▸ Exercise:
When a line below contains the string "center", show that line.

START Data section

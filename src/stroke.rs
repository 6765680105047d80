use egui::Pos2;
use image::{Rgba, RgbaImage};

use crate::color::TRANSPARENT;

/// What a stroke does to the pixels it covers
#[derive(Debug, Clone, Copy, PartialEq, Eq)]
pub enum Paint {
    /// Paint an opaque color
    Color(Rgba<u8>),
    /// Make pixels fully transparent
    Erase,
}

impl Paint {
    fn pixel(self) -> Rgba<u8> {
        match self {
            Paint::Color(color) => color,
            Paint::Erase => TRANSPARENT,
        }
    }
}

/// The in-progress gesture, from pointer down to pointer up.
///
/// Nothing about a stroke outlives the gesture; once its segments are
/// rasterized only the pixels remain.
#[derive(Debug, Clone, Copy, PartialEq)]
pub struct Stroke {
    last_point: Pos2,
    touch_id: Option<u64>,
}

impl Stroke {
    pub fn begin(point: Pos2, touch_id: Option<u64>) -> Self {
        Self {
            last_point: point,
            touch_id,
        }
    }

    pub fn last_point(&self) -> Pos2 {
        self.last_point
    }

    /// The touch that owns this stroke, `None` for mouse strokes
    pub fn touch_id(&self) -> Option<u64> {
        self.touch_id
    }

    /// Move the stroke to `point`, returning the segment to draw
    pub fn advance(&mut self, point: Pos2) -> (Pos2, Pos2) {
        let from = self.last_point;
        self.last_point = point;
        (from, point)
    }
}

/// Rasterize a round-capped line segment into `buffer`.
///
/// Coordinates are raw buffer pixels with pixel centres on integer
/// coordinates. A pixel is covered when its unit cell comes within
/// `width / 2` of the segment, measured from the point of the segment
/// nearest the pixel centre. A zero-length segment yields a single dot.
/// Each pixel in the segment's bounding box is tested once. Returns the
/// number of pixels whose value changed.
pub fn rasterize_segment(
    buffer: &mut RgbaImage,
    from: Pos2,
    to: Pos2,
    width: f32,
    paint: Paint,
) -> usize {
    if width <= 0.0 || buffer.width() == 0 || buffer.height() == 0 {
        return 0;
    }
    let radius = width / 2.0;
    let value = paint.pixel();

    let max_x = buffer.width() as i64 - 1;
    let max_y = buffer.height() as i64 - 1;
    let x0 = ((from.x.min(to.x) - radius).floor() as i64).max(0);
    let x1 = ((from.x.max(to.x) + radius).ceil() as i64).min(max_x);
    let y0 = ((from.y.min(to.y) - radius).floor() as i64).max(0);
    let y1 = ((from.y.max(to.y) + radius).ceil() as i64).min(max_y);

    let delta = to - from;
    let length_sq = delta.length_sq();
    let r2 = radius * radius;

    let mut changed = 0;
    for y in y0..=y1 {
        for x in x0..=x1 {
            let center = Pos2::new(x as f32, y as f32);
            let t = if length_sq > 0.0 {
                ((center - from).dot(delta) / length_sq).clamp(0.0, 1.0)
            } else {
                0.0
            };
            let nearest = from + delta * t;

            // Distance from the nearest point to the closest edge of the cell
            let dx = ((center.x - nearest.x).abs() - 0.5).max(0.0);
            let dy = ((center.y - nearest.y).abs() - 0.5).max(0.0);
            if dx * dx + dy * dy >= r2 {
                continue;
            }
            let pixel = buffer.get_pixel_mut(x as u32, y as u32);
            if *pixel != value {
                *pixel = value;
                changed += 1;
            }
        }
    }
    changed
}
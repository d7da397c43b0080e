//! Shared fixtures for unit tests

use chrono::{NaiveDate, NaiveDateTime};

use crate::processor::MatchReport;
use crate::registry::Registry;
use crate::thresholds::SportLines;
use crate::types::Overtime;

pub fn day(n: u32) -> NaiveDateTime {
    NaiveDate::from_ymd_opt(2024, 1, 1)
        .unwrap()
        .and_hms_opt(12, 0, 0)
        .unwrap()
        + chrono::Duration::days(n as i64)
}

pub fn report(match_id: i64, home: &str, away: &str, home_goals: u32, away_goals: u32) -> MatchReport {
    MatchReport {
        match_id,
        sport_id: 1,
        country_id: 1,
        tournament_id: 1,
        date: day(match_id as u32),
        home_team: home.to_string(),
        away_team: away.to_string(),
        home_goals,
        away_goals,
        overtime: Overtime::None,
        season_id: 1,
        stage_id: 1,
    }
}

pub fn registry_with(names: &[&str]) -> Registry {
    let mut registry = Registry::new(SportLines::SOCCER);
    for name in names {
        registry.add_team(name);
    }
    registry
}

END Data section

▸ Written solution:
            let center = Pos2::new(x as f32, y as f32);
                ((center - from).dot(delta) / length_sq).clamp(0.0, 1.0)
            let dx = ((center.x - nearest.x).abs() - 0.5).max(0.0);
            let dy = ((center.y - nearest.y).abs() - 0.5).max(0.0);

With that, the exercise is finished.